_EXERCISE DETAILS_. From top to bottom, each entry below must be reproduced exactly.

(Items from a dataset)
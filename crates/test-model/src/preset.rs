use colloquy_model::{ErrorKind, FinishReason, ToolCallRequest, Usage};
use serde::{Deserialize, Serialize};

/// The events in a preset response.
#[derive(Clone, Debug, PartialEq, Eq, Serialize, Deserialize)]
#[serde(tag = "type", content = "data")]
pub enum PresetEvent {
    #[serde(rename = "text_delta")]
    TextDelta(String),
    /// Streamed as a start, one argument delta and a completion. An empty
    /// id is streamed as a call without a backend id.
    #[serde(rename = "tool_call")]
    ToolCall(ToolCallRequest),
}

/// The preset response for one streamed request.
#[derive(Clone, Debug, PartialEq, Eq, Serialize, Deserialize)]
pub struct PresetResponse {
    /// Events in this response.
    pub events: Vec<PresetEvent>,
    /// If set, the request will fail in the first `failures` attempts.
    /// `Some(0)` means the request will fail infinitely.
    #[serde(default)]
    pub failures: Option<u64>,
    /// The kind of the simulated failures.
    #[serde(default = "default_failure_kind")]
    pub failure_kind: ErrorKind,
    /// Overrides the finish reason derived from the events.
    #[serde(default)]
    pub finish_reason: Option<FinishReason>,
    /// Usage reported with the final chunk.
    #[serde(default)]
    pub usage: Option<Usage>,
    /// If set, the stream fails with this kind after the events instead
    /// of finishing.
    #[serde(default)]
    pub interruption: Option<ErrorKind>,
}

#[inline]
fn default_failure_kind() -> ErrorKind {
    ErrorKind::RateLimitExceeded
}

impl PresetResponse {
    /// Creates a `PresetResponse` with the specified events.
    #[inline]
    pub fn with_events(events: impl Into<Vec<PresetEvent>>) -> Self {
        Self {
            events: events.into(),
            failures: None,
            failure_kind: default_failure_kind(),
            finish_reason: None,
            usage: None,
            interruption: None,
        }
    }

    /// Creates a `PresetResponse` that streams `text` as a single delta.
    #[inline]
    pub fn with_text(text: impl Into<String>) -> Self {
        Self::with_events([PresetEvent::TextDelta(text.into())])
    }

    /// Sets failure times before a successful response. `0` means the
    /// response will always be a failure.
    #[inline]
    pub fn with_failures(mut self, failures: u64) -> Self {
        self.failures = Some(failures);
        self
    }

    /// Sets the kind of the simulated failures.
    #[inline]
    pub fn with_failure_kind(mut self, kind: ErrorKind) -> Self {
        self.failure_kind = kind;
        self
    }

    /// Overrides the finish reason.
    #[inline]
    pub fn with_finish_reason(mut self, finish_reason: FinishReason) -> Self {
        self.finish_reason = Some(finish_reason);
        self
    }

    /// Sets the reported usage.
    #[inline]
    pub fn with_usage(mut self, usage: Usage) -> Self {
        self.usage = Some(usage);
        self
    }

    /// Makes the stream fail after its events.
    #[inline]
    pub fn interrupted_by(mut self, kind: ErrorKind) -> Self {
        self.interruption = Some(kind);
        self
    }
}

_RESULT OF THIS EXERCISE_.
filename crates/test-model/src/preset.rs
use colloquy_model::{ErrorKind, FinishReason, ToolCallRequest, Usage};
use serde::{Deserialize, Serialize};

/// The events in a preset response.
#[derive(Clone, Debug, PartialEq, Eq, Serialize, Deserialize)]
#[serde(tag = "type", content = "data")]
pub enum PresetEvent {
    #[serde(rename = "text_delta")]
    TextDelta(String),
    /// Streamed as a start, one argument delta and a completion. An empty
    /// id is streamed as a call without a backend id.
    #[serde(rename = "tool_call")]
    ToolCall(ToolCallRequest),
}

/// The preset response for one streamed request.
#[derive(Clone, Debug, PartialEq, Eq, Serialize, Deserialize)]
pub struct PresetResponse {
    /// Events in this response.
    pub events: Vec<PresetEvent>,
    /// If set, the request will fail in the first `failures` attempts.
    /// `Some(0)` means the request will fail infinitely.
    #[serde(default)]
    pub failures: Option<u64>,
    /// The kind of the simulated failures.
    #[serde(default = "default_failure_kind")]
    pub failure_kind: ErrorKind,
    /// Overrides the finish reason derived from the events.
    #[serde(default)]
    pub finish_reason: Option<FinishReason>,
    /// Usage reported with the final chunk.
    #[serde(default)]
    pub usage: Option<Usage>,
    /// If set, the stream fails with this kind after the events instead
    /// of finishing.
    #[serde(default)]
    pub interruption: Option<ErrorKind>,
}

#[inline]
fn default_failure_kind() -> ErrorKind {
    ErrorKind::RateLimitExceeded
}

impl PresetResponse {
    /// Creates a `PresetResponse` with the specified events.
    #[inline]
    pub fn with_events(events: impl Into<Vec<PresetEvent>>) -> Self {
        Self {
            events: events.into(),
            failures: None,
            failure_kind: default_failure_kind(),
            finish_reason: None,
            usage: None,
            interruption: None,
        }
    }

    /// Creates a `PresetResponse` that streams `text` as a single delta.
    #[inline]
    pub fn with_text(text: impl Into<String>) -> Self {
        Self::with_events([PresetEvent::TextDelta(text.into())])
    }

    /// Sets failure times before a successful response. `0` means the
    /// response will always be a failure.
    #[inline]
    pub fn with_failures(mut self, failures: u64) -> Self {
        self.failures = Some(failures);
        self
    }

    /// Sets the kind of the simulated failures.
    #[inline]
    pub fn with_failure_kind(mut self, kind: ErrorKind) -> Self {
        self.failure_kind = kind;
        self
    }

    /// Overrides the finish reason.
    #[inline]
    pub fn with_finish_reason(mut self, finish_reason: FinishReason) -> Self {
        self.finish_reason = Some(finish_reason);
        self
    }

    /// Sets the reported usage.
    #[inline]
    pub fn with_usage(mut self, usage: Usage) -> Self {
        self.usage = Some(usage);
        self
    }

    /// Makes the stream fail after its events.
    #[inline]
    pub fn interrupted_by(mut self, kind: ErrorKind) -> Self {
        self.interruption = Some(kind);
        self
    }
}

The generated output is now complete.